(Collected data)
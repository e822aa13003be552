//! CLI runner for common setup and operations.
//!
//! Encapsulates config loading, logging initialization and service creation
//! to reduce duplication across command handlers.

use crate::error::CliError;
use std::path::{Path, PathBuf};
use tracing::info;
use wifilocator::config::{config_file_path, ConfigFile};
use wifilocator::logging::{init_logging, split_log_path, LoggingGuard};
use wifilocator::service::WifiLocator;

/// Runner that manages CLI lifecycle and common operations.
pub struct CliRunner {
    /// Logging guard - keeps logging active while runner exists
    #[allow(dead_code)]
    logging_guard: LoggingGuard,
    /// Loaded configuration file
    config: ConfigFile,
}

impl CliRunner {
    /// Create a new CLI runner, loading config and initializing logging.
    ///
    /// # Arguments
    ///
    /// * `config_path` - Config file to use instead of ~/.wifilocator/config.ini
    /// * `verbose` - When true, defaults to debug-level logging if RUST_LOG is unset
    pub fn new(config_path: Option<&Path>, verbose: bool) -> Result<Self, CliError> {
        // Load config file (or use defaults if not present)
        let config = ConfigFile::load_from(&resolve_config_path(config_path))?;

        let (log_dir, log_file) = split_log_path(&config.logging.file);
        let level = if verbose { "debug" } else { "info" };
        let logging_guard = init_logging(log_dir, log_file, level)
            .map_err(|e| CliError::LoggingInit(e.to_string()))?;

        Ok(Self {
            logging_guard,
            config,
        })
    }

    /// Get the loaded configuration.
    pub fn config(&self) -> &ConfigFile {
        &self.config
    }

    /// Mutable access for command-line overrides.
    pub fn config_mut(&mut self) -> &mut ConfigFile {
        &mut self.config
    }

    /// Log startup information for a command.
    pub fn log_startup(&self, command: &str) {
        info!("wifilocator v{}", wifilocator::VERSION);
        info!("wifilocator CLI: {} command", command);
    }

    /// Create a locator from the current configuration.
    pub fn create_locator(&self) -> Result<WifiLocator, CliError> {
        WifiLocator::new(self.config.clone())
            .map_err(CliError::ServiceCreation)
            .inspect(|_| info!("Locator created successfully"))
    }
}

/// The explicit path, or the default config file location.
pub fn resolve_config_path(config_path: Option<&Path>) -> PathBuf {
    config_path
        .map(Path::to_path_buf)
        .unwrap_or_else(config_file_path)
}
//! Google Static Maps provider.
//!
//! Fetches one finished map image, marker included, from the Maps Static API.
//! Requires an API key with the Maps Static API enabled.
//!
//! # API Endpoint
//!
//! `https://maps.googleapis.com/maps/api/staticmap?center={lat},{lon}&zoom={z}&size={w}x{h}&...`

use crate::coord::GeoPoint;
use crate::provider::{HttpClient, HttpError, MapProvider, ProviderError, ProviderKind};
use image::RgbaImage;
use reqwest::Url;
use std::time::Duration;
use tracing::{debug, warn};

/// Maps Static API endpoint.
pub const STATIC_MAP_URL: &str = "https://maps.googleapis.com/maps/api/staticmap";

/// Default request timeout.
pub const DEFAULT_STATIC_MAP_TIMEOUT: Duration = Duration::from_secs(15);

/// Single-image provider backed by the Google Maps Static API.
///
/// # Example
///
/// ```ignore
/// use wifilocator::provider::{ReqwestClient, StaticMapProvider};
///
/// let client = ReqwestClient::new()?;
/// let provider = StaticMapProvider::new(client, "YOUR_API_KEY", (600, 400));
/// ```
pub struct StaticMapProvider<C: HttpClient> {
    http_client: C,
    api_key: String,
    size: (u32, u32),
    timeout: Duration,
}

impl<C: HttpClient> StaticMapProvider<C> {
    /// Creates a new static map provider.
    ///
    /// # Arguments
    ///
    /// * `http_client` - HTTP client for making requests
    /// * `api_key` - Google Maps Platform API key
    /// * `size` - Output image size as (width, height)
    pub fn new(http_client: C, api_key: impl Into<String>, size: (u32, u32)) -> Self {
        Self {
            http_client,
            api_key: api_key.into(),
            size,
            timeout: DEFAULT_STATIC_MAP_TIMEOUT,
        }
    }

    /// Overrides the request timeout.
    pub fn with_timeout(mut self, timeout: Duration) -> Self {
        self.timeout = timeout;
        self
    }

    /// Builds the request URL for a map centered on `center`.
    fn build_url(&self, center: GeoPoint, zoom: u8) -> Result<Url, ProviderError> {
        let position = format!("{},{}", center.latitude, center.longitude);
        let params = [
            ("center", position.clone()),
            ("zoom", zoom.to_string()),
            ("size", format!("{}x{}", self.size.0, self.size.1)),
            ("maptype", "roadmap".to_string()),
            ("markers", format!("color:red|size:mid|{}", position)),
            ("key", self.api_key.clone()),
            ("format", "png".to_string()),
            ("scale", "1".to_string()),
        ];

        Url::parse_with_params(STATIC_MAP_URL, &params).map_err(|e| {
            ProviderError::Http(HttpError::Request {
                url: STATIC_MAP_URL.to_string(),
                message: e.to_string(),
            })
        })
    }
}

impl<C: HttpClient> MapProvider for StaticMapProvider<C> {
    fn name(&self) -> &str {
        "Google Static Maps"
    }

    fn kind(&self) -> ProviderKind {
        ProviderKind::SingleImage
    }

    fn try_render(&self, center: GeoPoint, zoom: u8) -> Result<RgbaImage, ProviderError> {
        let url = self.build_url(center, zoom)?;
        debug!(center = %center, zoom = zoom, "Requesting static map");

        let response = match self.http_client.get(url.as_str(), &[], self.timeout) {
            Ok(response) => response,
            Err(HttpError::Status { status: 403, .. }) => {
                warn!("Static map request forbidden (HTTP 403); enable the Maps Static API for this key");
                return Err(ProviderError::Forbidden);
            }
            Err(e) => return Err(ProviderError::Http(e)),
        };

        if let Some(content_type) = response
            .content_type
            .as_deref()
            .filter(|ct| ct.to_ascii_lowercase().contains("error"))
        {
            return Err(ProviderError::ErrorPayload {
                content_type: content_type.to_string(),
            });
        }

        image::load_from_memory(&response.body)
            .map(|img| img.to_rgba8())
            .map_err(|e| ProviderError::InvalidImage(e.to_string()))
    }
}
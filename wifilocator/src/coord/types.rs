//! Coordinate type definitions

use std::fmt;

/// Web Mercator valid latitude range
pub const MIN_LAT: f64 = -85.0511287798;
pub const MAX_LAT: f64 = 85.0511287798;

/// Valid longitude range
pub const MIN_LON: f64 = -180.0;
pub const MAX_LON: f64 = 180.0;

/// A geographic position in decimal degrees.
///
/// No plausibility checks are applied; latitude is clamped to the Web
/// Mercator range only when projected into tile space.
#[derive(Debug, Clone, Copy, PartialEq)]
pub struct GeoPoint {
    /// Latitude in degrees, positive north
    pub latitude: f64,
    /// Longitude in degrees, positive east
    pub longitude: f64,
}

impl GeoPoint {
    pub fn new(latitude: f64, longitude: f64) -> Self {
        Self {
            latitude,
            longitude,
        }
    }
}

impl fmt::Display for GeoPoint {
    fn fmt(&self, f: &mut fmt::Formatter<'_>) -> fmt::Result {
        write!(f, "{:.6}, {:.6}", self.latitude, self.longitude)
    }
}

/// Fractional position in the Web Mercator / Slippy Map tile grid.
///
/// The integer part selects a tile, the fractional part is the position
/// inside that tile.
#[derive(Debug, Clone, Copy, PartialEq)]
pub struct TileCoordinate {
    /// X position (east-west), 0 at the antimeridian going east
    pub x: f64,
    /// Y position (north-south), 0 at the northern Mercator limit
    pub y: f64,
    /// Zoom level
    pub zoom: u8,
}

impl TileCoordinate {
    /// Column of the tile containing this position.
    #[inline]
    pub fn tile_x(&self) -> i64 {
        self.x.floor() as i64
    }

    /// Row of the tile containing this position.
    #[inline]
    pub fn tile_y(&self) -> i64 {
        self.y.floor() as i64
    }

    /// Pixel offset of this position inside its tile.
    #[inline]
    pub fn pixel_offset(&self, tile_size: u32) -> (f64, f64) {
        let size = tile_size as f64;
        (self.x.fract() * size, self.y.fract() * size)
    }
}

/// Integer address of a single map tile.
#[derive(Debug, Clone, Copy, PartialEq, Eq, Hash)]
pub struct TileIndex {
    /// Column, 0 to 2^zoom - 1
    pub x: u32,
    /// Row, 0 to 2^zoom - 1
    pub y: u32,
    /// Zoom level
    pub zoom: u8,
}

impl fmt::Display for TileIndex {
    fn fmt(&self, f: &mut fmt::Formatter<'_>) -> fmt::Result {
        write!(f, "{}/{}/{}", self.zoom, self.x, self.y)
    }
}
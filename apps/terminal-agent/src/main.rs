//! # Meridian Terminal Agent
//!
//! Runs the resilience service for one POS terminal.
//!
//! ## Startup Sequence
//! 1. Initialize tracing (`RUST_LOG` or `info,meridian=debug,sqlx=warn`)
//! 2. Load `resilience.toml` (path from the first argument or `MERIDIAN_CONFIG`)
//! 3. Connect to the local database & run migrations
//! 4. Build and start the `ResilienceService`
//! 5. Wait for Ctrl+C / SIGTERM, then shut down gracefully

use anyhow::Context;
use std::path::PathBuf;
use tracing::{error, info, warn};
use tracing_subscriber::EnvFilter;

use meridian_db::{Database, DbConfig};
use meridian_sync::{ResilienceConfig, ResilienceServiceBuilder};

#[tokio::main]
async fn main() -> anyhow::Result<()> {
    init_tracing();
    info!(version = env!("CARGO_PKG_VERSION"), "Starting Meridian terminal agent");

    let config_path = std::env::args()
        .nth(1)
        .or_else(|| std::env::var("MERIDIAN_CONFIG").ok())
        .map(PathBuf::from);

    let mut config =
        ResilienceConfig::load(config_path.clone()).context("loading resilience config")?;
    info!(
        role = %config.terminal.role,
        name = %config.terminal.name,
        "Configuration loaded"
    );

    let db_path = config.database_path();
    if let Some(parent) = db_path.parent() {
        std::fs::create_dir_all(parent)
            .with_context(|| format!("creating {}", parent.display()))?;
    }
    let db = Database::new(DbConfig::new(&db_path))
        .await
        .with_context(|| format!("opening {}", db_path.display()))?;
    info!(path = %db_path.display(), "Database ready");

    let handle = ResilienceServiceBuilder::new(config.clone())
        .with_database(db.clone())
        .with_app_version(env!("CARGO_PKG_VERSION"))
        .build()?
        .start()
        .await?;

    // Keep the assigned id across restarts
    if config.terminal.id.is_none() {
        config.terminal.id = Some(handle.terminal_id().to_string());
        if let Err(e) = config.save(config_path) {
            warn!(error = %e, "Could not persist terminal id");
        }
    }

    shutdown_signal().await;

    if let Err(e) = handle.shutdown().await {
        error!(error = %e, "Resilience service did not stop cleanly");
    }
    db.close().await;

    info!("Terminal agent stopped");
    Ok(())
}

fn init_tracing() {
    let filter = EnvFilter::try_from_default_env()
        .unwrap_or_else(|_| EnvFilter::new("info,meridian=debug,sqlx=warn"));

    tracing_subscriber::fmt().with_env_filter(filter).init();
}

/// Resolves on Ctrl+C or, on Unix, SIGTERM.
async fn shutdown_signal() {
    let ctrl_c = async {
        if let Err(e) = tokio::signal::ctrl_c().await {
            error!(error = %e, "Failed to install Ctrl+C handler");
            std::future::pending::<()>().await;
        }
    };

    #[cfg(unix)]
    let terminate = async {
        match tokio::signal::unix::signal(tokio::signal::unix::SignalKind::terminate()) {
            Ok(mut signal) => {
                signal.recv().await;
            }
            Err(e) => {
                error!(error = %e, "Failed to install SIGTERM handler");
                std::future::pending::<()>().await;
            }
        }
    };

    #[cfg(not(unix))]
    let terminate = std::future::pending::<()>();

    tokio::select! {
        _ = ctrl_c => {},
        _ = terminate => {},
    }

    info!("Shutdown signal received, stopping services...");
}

* * *

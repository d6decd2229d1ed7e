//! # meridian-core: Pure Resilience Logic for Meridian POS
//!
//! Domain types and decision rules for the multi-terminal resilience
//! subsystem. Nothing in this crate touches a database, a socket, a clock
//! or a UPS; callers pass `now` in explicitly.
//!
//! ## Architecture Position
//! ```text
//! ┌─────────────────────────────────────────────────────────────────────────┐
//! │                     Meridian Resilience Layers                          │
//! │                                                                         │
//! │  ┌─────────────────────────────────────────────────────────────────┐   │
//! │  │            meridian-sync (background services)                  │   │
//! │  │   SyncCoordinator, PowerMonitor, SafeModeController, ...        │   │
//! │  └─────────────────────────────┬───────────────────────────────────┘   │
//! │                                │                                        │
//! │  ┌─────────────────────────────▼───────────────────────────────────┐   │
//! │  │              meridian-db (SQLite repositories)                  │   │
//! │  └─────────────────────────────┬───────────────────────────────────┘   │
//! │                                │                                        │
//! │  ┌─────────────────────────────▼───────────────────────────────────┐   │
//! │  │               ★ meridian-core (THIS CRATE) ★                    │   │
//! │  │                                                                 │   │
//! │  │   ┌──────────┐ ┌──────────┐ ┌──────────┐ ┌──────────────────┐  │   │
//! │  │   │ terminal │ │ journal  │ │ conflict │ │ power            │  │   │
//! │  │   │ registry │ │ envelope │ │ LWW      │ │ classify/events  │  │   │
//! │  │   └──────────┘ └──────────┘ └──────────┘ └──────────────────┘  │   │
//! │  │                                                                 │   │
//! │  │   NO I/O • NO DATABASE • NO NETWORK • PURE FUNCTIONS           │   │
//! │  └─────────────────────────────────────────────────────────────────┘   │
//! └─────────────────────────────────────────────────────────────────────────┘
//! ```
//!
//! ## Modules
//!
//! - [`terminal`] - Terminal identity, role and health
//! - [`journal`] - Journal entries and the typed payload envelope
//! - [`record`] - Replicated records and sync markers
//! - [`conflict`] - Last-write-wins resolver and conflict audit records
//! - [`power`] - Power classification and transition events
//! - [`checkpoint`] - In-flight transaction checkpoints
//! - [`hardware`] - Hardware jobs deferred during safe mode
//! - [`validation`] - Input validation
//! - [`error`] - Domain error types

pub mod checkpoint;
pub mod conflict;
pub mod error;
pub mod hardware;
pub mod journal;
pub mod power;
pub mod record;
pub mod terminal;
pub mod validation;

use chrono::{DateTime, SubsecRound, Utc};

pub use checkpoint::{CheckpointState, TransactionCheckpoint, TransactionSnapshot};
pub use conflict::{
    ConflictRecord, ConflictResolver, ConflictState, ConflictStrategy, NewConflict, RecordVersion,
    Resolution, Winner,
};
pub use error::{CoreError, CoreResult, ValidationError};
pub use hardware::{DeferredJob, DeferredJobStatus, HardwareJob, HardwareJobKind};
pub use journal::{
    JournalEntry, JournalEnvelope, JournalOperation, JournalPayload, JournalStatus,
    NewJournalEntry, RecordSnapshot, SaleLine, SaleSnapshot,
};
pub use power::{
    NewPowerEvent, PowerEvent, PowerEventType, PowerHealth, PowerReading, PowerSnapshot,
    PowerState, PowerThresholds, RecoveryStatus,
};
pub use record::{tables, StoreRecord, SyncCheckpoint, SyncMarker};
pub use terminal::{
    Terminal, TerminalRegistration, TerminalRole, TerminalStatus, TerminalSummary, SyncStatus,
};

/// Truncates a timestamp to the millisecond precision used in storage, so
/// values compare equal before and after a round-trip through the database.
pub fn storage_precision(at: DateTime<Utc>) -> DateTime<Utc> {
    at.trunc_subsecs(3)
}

§ TASK REQUIREMENTS
For every line in the data above that holds "defaults", return the line itself.

§ SOLUTION FOR THIS TASK
    /// * `verbose` - When true, defaults to debug-level logging if RUST_LOG is unset
        // Load config file (or use defaults if not present)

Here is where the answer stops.